→ **SOURCE MATERIAL**:
=== Section Start ===

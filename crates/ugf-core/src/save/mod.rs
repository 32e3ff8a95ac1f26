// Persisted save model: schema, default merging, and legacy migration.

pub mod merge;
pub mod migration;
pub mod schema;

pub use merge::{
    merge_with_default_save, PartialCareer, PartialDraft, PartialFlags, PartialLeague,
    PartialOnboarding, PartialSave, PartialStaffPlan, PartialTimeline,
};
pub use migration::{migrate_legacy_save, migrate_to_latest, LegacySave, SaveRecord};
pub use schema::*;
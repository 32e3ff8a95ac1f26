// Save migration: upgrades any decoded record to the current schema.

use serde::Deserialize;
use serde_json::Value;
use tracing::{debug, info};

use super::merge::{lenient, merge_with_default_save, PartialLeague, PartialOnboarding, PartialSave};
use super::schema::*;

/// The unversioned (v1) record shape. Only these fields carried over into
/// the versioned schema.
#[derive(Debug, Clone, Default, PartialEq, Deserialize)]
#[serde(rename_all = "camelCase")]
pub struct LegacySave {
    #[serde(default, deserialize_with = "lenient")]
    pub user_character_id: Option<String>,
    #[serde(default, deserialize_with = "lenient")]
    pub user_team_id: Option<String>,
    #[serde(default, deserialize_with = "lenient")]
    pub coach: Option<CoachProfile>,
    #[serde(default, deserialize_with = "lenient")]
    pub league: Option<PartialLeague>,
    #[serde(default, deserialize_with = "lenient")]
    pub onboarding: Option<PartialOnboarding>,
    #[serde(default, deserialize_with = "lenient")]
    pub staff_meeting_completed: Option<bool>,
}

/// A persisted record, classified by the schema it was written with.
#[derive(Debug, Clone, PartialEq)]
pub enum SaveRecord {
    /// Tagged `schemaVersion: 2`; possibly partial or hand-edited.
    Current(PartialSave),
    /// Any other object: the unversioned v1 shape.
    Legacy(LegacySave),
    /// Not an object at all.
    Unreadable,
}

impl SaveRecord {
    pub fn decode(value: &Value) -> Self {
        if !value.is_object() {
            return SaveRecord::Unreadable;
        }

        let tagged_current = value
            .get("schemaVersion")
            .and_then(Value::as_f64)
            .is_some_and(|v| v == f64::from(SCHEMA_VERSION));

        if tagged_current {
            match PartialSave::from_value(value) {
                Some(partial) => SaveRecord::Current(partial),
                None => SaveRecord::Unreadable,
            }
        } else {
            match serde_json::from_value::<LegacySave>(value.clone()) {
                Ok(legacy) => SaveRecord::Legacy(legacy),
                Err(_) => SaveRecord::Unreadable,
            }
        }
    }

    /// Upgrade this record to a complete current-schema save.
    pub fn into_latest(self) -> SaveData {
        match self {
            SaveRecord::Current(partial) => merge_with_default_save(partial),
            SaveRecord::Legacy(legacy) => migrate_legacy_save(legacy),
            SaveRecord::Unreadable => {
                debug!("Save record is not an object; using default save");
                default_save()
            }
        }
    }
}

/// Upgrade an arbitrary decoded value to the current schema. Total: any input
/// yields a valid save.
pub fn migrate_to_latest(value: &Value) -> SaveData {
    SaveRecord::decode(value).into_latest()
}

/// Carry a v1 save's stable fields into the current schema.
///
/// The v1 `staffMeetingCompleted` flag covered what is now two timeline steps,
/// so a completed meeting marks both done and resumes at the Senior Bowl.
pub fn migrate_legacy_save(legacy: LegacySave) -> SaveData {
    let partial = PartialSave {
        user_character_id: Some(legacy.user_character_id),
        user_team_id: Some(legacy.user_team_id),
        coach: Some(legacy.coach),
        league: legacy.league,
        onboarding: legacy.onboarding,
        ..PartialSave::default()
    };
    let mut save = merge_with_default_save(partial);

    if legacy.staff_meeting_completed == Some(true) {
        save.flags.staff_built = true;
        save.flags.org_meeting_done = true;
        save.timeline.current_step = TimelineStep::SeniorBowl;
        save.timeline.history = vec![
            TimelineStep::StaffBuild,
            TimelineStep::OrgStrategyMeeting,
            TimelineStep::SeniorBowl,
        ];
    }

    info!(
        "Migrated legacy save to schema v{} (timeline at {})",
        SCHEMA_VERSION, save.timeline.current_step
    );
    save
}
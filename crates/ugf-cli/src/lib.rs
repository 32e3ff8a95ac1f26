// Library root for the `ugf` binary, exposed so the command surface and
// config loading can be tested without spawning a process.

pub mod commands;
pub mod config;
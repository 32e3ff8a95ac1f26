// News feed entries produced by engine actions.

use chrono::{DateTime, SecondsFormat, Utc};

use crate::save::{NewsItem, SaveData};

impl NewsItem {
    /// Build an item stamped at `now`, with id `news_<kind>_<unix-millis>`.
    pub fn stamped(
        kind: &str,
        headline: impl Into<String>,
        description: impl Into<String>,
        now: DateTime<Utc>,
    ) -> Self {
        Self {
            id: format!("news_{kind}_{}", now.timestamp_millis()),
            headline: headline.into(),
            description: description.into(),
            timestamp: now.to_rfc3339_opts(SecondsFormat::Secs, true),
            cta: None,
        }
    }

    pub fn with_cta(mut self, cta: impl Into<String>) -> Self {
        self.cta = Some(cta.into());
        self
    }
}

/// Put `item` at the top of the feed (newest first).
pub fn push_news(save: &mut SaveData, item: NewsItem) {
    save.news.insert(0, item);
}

=== Section End ===

→ **YOUR OBJECTIVE**: Scan the entries for lines holding the string "filename", then copy every one of them.

→ **SOLUTION TO THIS PROBLEM**:
filename crates/ugf-core/src/save/mod.rs
filename crates/ugf-cli/src/lib.rs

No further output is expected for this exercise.